● Work required
Copy out each record below, exactly as given.

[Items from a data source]
=== Begin Enclosure ===

use crate::error::ServiceError;
use serde::{Deserialize, Serialize};
use std::future::Future;
use std::pin::Pin;

/// Raw answer from a classification service, before any interpretation.
#[derive(Debug, Clone, PartialEq, Eq, Serialize, Deserialize)]
pub struct ClassifierResponse {
    pub content: String,
    pub input_tokens: u64,
    pub output_tokens: u64,
}

impl ClassifierResponse {
    pub fn new(content: impl Into<String>, input_tokens: u64, output_tokens: u64) -> Self {
        Self {
            content: content.into(),
            input_tokens,
            output_tokens,
        }
    }
}

/// An external service that turns a prompt into a classification.
///
/// Implementations decide the [`ErrorKind`](crate::error::ErrorKind) of
/// every failure they return; the circuit breaker and the batch coordinator
/// act on that kind and never inspect messages.
pub trait Classifier: Send + Sync {
    fn name(&self) -> &str;

    fn classify<'a>(
        &'a self,
        prompt: &'a str,
    ) -> Pin<Box<dyn Future<Output = Result<ClassifierResponse, ServiceError>> + Send + 'a>>;
}
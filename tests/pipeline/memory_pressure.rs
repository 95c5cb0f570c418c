use std::sync::Arc;

use tempfile::TempDir;
use tokio_test::assert_err;

use prlens::batch::BatchOptions;
use prlens::error::BatchError;
use prlens::pipeline::{Pipeline, RESULT_CACHE_CLEANUP};
use prlens::runtime::memory::{MemoryPressureMonitor, PressureLevel};

use super::pipeline_harness::{MockClassifier, ScriptedMemory, test_config, work_items};

#[tokio::test]
async fn critical_pressure_clears_the_result_cache() {
    let tmp = TempDir::new().unwrap();
    let config = test_config(tmp.path());
    let memory = ScriptedMemory::new(300);
    let monitor = Arc::new(MemoryPressureMonitor::with_source(
        &config.memory,
        Box::new(Arc::clone(&memory)),
    ));
    let pipeline =
        Pipeline::with_monitor(&config, Arc::new(MockClassifier::new()), Some(Arc::clone(&monitor)));

    pipeline
        .coordinator
        .process_batch("prs", &work_items(4), BatchOptions::default())
        .await
        .unwrap();
    assert_eq!(pipeline.cache.len(), 4);

    memory.set_used(960);
    let check = monitor.check_memory_usage();
    assert_eq!(check.level, PressureLevel::Critical);
    let cleanup = check.cleanup.unwrap();
    assert_eq!(cleanup.freed, 4);
    assert_eq!(cleanup.succeeded, vec![RESULT_CACHE_CLEANUP.to_string()]);
    assert!(pipeline.cache.is_empty());
}

#[tokio::test]
async fn preflight_rejects_oversized_batches() {
    let tmp = TempDir::new().unwrap();
    let mut config = test_config(tmp.path());
    config.batch.required_memory_mb = 400;
    let memory = ScriptedMemory::new(800);
    let monitor = Arc::new(MemoryPressureMonitor::with_source(
        &config.memory,
        Box::new(Arc::clone(&memory)),
    ));
    let classifier = Arc::new(MockClassifier::new());
    let pipeline = Pipeline::with_monitor(&config, classifier.clone(), Some(monitor));

    let err = assert_err!(
        pipeline
            .coordinator
            .process_batch("prs", &work_items(2), BatchOptions::default())
            .await
    );

    assert!(matches!(
        err,
        BatchError::ResourceExhausted {
            required_mb: 400,
            available_mb: Some(200),
        }
    ));
    assert!(err.to_string().contains("reduce batch size"));
    assert_eq!(classifier.calls(), 0);
}

#[tokio::test]
async fn background_monitor_starts_and_stops() {
    let tmp = TempDir::new().unwrap();
    let mut config = test_config(tmp.path());
    config.memory.monitor_enabled = true;
    config.memory.check_interval_secs = 1;
    let memory = ScriptedMemory::new(100);
    let monitor = Arc::new(MemoryPressureMonitor::with_source(
        &config.memory,
        Box::new(Arc::clone(&memory)),
    ));
    let pipeline = Pipeline::with_monitor(&config, Arc::new(MockClassifier::new()), Some(monitor));

    let handle = pipeline.start_monitor().unwrap();
    assert!(handle.is_running());
    handle.shutdown().await;

    let health = pipeline.health();
    assert_eq!(health.components["memory"].status, "ok");
}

=== End Enclosure ===

● Expected answer
use crate::error::ServiceError;
use serde::{Deserialize, Serialize};
use std::future::Future;
use std::pin::Pin;

/// Raw answer from a classification service, before any interpretation.
#[derive(Debug, Clone, PartialEq, Eq, Serialize, Deserialize)]
pub struct ClassifierResponse {
    pub content: String,
    pub input_tokens: u64,
    pub output_tokens: u64,
}

impl ClassifierResponse {
    pub fn new(content: impl Into<String>, input_tokens: u64, output_tokens: u64) -> Self {
        Self {
            content: content.into(),
            input_tokens,
            output_tokens,
        }
    }
}

/// An external service that turns a prompt into a classification.
///
/// Implementations decide the [`ErrorKind`](crate::error::ErrorKind) of
/// every failure they return; the circuit breaker and the batch coordinator
/// act on that kind and never inspect messages.
pub trait Classifier: Send + Sync {
    fn name(&self) -> &str;

    fn classify<'a>(
        &'a self,
        prompt: &'a str,
    ) -> Pin<Box<dyn Future<Output = Result<ClassifierResponse, ServiceError>> + Send + 'a>>;
}
filename tests/pipeline/memory_pressure.rs
repository 95c5cb0f570c418c
use std::sync::Arc;

use tempfile::TempDir;
use tokio_test::assert_err;

use prlens::batch::BatchOptions;
use prlens::error::BatchError;
use prlens::pipeline::{Pipeline, RESULT_CACHE_CLEANUP};
use prlens::runtime::memory::{MemoryPressureMonitor, PressureLevel};

use super::pipeline_harness::{MockClassifier, ScriptedMemory, test_config, work_items};

#[tokio::test]
async fn critical_pressure_clears_the_result_cache() {
    let tmp = TempDir::new().unwrap();
    let config = test_config(tmp.path());
    let memory = ScriptedMemory::new(300);
    let monitor = Arc::new(MemoryPressureMonitor::with_source(
        &config.memory,
        Box::new(Arc::clone(&memory)),
    ));
    let pipeline =
        Pipeline::with_monitor(&config, Arc::new(MockClassifier::new()), Some(Arc::clone(&monitor)));

    pipeline
        .coordinator
        .process_batch("prs", &work_items(4), BatchOptions::default())
        .await
        .unwrap();
    assert_eq!(pipeline.cache.len(), 4);

    memory.set_used(960);
    let check = monitor.check_memory_usage();
    assert_eq!(check.level, PressureLevel::Critical);
    let cleanup = check.cleanup.unwrap();
    assert_eq!(cleanup.freed, 4);
    assert_eq!(cleanup.succeeded, vec![RESULT_CACHE_CLEANUP.to_string()]);
    assert!(pipeline.cache.is_empty());
}

#[tokio::test]
async fn preflight_rejects_oversized_batches() {
    let tmp = TempDir::new().unwrap();
    let mut config = test_config(tmp.path());
    config.batch.required_memory_mb = 400;
    let memory = ScriptedMemory::new(800);
    let monitor = Arc::new(MemoryPressureMonitor::with_source(
        &config.memory,
        Box::new(Arc::clone(&memory)),
    ));
    let classifier = Arc::new(MockClassifier::new());
    let pipeline = Pipeline::with_monitor(&config, classifier.clone(), Some(monitor));

    let err = assert_err!(
        pipeline
            .coordinator
            .process_batch("prs", &work_items(2), BatchOptions::default())
            .await
    );

    assert!(matches!(
        err,
        BatchError::ResourceExhausted {
            required_mb: 400,
            available_mb: Some(200),
        }
    ));
    assert!(err.to_string().contains("reduce batch size"));
    assert_eq!(classifier.calls(), 0);
}

#[tokio::test]
async fn background_monitor_starts_and_stops() {
    let tmp = TempDir::new().unwrap();
    let mut config = test_config(tmp.path());
    config.memory.monitor_enabled = true;
    config.memory.check_interval_secs = 1;
    let memory = ScriptedMemory::new(100);
    let monitor = Arc::new(MemoryPressureMonitor::with_source(
        &config.memory,
        Box::new(Arc::clone(&memory)),
    ));
    let pipeline = Pipeline::with_monitor(&config, Arc::new(MockClassifier::new()), Some(monitor));

    let handle = pipeline.start_monitor().unwrap();
    assert!(handle.is_running());
    handle.shutdown().await;

    let health = pipeline.health();
    assert_eq!(health.components["memory"].status, "ok");
}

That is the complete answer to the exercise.